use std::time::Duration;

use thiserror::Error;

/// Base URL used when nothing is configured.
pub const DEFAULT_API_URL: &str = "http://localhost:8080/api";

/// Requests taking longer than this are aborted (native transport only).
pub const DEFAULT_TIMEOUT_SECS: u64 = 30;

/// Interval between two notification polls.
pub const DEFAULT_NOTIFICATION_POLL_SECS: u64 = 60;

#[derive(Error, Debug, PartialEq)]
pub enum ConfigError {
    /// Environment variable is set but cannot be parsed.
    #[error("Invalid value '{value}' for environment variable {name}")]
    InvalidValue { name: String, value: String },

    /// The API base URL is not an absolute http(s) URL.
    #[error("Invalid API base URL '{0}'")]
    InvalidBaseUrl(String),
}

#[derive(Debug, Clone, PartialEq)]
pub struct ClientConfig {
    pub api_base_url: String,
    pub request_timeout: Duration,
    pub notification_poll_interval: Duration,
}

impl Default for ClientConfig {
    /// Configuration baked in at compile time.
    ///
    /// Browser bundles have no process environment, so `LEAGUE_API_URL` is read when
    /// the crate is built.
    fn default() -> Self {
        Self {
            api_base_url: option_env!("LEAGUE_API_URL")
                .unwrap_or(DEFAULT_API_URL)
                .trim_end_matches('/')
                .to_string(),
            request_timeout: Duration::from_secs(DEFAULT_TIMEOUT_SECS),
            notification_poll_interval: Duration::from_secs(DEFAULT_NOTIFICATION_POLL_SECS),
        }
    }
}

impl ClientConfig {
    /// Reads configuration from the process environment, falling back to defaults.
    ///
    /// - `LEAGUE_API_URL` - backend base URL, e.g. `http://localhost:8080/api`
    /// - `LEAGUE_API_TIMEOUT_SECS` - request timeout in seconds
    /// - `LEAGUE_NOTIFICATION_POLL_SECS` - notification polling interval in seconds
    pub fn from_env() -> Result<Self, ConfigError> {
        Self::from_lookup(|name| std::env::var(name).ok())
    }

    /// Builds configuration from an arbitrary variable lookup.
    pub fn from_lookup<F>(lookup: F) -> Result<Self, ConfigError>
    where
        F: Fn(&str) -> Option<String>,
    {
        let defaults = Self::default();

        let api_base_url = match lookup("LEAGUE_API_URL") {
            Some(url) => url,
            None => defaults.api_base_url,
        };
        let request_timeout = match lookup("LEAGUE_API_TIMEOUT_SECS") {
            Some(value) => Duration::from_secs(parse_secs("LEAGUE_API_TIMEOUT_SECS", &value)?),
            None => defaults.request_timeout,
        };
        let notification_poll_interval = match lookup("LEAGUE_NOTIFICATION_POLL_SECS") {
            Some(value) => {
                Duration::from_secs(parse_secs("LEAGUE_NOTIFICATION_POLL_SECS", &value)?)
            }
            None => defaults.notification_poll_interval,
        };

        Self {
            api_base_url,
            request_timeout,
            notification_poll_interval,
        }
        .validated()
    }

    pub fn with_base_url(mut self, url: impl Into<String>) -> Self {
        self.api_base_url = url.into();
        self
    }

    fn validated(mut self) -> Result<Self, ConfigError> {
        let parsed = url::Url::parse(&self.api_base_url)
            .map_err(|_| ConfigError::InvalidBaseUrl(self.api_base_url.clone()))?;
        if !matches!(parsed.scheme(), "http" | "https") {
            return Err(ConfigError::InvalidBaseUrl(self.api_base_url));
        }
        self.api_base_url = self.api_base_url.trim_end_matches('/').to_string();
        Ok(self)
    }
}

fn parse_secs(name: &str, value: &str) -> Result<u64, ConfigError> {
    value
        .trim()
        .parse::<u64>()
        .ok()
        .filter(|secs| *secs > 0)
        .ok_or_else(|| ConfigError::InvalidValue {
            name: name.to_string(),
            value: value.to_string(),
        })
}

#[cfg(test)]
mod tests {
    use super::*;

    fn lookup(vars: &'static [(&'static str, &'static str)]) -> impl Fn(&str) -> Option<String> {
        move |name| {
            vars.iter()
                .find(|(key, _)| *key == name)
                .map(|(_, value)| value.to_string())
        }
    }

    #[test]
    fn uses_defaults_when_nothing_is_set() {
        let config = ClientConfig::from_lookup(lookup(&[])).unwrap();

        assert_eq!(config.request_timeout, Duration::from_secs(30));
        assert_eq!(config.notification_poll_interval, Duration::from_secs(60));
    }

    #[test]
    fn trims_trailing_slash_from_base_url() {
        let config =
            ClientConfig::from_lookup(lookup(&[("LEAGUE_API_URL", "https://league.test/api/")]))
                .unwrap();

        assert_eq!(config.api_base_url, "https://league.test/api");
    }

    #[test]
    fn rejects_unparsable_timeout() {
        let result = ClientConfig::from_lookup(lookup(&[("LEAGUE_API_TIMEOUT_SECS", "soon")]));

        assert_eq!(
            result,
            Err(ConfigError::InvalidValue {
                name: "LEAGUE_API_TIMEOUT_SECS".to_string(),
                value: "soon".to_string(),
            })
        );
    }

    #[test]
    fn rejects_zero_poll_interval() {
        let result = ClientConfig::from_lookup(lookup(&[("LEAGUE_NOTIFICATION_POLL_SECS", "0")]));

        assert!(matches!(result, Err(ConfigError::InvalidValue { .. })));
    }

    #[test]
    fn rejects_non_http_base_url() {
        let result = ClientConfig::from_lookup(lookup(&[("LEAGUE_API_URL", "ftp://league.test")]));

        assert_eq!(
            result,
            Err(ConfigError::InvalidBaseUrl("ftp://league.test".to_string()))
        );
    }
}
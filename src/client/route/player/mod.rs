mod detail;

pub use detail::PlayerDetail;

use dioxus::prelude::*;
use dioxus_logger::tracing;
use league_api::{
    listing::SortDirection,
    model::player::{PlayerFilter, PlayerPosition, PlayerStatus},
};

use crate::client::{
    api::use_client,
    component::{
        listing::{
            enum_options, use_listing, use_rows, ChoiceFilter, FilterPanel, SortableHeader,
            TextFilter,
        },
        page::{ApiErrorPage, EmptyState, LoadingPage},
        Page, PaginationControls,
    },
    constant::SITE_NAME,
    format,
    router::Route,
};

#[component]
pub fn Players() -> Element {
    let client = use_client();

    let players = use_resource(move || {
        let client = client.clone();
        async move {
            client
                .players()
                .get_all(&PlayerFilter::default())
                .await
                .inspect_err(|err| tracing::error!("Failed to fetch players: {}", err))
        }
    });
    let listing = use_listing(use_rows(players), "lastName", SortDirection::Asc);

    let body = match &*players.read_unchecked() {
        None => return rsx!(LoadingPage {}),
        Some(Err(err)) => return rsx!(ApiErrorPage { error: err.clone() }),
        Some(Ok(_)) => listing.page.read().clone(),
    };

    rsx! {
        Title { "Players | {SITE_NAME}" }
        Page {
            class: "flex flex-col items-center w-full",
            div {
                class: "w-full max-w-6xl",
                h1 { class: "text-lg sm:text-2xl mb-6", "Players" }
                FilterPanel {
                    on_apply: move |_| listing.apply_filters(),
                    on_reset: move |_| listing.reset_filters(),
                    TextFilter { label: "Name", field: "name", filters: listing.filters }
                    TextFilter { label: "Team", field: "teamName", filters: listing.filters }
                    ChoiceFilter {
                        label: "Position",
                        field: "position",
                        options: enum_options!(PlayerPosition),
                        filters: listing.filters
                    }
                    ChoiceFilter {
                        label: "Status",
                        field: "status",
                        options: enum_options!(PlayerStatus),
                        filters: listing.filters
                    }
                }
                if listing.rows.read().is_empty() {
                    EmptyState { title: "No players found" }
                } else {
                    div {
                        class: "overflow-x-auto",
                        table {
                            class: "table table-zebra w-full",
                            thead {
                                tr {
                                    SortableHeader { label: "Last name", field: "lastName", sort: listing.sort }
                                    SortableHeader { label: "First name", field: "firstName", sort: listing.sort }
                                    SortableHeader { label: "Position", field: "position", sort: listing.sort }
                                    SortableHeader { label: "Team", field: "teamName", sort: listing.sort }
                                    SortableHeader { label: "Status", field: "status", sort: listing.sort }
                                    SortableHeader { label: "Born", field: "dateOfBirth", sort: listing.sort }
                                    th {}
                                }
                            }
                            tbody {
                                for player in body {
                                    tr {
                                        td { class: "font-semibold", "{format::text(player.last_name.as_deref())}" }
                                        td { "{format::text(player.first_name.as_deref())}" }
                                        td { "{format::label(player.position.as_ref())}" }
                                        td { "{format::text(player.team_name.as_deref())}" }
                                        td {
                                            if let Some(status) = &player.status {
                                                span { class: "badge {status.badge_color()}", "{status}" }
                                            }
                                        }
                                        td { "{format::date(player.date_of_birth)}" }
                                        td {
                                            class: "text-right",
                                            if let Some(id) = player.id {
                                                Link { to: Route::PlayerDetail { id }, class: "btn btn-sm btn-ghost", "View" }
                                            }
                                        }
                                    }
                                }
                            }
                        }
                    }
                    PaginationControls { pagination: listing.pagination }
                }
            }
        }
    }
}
----
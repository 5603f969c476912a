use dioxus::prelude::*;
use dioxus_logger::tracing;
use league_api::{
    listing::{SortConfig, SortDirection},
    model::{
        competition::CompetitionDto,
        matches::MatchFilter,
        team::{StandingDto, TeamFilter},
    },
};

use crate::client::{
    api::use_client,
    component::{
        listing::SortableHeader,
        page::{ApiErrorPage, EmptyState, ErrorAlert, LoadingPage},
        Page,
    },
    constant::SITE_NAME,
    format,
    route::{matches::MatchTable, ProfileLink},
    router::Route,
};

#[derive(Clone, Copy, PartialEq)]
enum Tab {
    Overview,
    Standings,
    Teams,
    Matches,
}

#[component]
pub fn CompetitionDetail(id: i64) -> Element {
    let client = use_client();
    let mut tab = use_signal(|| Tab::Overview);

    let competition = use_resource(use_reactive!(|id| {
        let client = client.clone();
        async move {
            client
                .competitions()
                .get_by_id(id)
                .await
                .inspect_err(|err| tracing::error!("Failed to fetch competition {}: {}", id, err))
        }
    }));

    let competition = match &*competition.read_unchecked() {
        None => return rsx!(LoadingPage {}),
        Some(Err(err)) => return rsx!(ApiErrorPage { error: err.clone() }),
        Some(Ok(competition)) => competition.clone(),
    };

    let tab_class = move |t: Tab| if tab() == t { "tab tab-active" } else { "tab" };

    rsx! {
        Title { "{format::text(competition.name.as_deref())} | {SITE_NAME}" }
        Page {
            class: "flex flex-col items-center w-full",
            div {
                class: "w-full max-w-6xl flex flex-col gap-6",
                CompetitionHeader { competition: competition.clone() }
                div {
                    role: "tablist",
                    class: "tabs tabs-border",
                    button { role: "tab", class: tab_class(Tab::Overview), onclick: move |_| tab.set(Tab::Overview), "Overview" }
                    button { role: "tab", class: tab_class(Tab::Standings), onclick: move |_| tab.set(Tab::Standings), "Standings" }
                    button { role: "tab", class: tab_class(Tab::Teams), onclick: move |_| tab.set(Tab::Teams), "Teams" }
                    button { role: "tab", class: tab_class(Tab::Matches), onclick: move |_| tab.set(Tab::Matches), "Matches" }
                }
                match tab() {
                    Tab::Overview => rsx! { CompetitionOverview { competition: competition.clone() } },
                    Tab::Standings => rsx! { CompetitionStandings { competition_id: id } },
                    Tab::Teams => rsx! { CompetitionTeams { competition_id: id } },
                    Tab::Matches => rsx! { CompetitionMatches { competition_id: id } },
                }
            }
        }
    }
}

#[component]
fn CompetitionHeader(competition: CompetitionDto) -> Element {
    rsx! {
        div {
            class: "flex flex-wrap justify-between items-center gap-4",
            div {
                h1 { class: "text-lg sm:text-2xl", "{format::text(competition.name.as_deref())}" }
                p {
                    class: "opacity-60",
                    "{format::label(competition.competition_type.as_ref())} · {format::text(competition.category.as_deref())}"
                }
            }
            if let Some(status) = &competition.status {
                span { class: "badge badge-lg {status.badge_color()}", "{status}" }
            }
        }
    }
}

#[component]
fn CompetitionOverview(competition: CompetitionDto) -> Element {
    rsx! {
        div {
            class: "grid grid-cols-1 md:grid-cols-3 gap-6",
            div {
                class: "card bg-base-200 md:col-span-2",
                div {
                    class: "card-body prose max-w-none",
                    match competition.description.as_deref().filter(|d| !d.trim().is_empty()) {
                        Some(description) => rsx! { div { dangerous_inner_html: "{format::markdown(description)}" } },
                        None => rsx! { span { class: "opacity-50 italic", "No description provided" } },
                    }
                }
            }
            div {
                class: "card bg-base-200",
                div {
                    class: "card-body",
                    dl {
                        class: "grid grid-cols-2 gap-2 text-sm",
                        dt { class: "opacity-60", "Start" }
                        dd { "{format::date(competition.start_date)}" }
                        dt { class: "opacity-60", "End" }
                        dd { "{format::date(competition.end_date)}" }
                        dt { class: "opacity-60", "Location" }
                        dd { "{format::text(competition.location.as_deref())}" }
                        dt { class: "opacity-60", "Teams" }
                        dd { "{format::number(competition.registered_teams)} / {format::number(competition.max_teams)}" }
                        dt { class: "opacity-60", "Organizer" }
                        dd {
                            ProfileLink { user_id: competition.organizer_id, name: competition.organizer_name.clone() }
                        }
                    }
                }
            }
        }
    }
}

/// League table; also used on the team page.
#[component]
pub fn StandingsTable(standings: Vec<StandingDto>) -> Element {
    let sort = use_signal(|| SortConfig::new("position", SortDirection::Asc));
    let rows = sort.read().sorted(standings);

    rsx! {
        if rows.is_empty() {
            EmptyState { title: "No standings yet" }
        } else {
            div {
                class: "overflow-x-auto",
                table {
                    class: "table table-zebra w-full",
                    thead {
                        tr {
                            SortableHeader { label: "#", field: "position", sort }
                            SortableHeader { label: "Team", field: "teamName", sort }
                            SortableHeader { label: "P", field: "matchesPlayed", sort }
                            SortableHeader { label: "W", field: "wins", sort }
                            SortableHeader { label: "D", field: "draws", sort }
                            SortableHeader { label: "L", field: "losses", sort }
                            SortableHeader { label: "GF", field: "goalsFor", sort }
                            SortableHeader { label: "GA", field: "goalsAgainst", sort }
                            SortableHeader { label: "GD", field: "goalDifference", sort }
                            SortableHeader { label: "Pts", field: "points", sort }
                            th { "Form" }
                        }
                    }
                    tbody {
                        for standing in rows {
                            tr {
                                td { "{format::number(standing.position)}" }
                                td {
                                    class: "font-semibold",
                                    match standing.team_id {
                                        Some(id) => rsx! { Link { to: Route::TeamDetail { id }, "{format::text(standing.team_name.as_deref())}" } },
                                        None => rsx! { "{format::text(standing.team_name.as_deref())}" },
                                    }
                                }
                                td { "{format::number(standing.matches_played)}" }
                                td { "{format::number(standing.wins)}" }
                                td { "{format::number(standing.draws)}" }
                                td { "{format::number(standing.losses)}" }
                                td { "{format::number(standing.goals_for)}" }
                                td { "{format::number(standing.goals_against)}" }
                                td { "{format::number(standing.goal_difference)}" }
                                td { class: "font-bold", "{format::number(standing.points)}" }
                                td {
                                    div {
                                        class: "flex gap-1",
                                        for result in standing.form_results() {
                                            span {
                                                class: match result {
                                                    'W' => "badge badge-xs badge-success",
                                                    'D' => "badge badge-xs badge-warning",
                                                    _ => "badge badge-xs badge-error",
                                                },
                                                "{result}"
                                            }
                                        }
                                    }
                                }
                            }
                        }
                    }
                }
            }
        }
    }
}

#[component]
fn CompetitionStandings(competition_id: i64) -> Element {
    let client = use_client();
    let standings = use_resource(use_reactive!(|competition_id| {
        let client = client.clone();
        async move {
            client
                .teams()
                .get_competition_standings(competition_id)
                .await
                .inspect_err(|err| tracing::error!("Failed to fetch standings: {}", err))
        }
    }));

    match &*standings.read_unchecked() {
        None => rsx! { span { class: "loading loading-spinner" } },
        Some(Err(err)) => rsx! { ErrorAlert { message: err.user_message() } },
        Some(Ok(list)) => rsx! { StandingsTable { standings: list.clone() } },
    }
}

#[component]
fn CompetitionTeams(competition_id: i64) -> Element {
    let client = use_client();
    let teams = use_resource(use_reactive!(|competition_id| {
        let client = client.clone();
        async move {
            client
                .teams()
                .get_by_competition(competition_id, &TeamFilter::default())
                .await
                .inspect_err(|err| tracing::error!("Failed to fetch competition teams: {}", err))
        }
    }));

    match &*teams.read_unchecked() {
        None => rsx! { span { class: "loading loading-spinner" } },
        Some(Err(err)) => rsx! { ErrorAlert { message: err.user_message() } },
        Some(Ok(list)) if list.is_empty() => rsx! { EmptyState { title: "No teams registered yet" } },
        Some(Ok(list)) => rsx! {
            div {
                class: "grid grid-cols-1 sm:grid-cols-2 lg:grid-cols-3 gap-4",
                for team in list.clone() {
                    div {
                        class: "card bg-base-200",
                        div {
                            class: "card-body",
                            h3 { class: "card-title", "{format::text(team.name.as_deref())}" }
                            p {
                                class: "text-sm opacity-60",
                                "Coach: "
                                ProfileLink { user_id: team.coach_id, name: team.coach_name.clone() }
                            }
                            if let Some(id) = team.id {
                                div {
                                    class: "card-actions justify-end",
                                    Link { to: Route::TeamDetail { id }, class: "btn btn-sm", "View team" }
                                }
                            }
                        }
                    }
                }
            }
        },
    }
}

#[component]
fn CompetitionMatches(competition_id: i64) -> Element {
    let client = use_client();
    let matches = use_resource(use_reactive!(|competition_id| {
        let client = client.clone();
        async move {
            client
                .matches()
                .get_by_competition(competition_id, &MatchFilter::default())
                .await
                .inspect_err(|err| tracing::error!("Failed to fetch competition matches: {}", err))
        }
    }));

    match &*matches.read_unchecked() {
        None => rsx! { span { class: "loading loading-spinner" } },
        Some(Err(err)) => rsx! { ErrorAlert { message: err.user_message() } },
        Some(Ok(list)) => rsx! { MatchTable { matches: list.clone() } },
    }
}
----
[The task]:
Count the lines above that contain "process" and reply with the figure alone.

[Output]:
2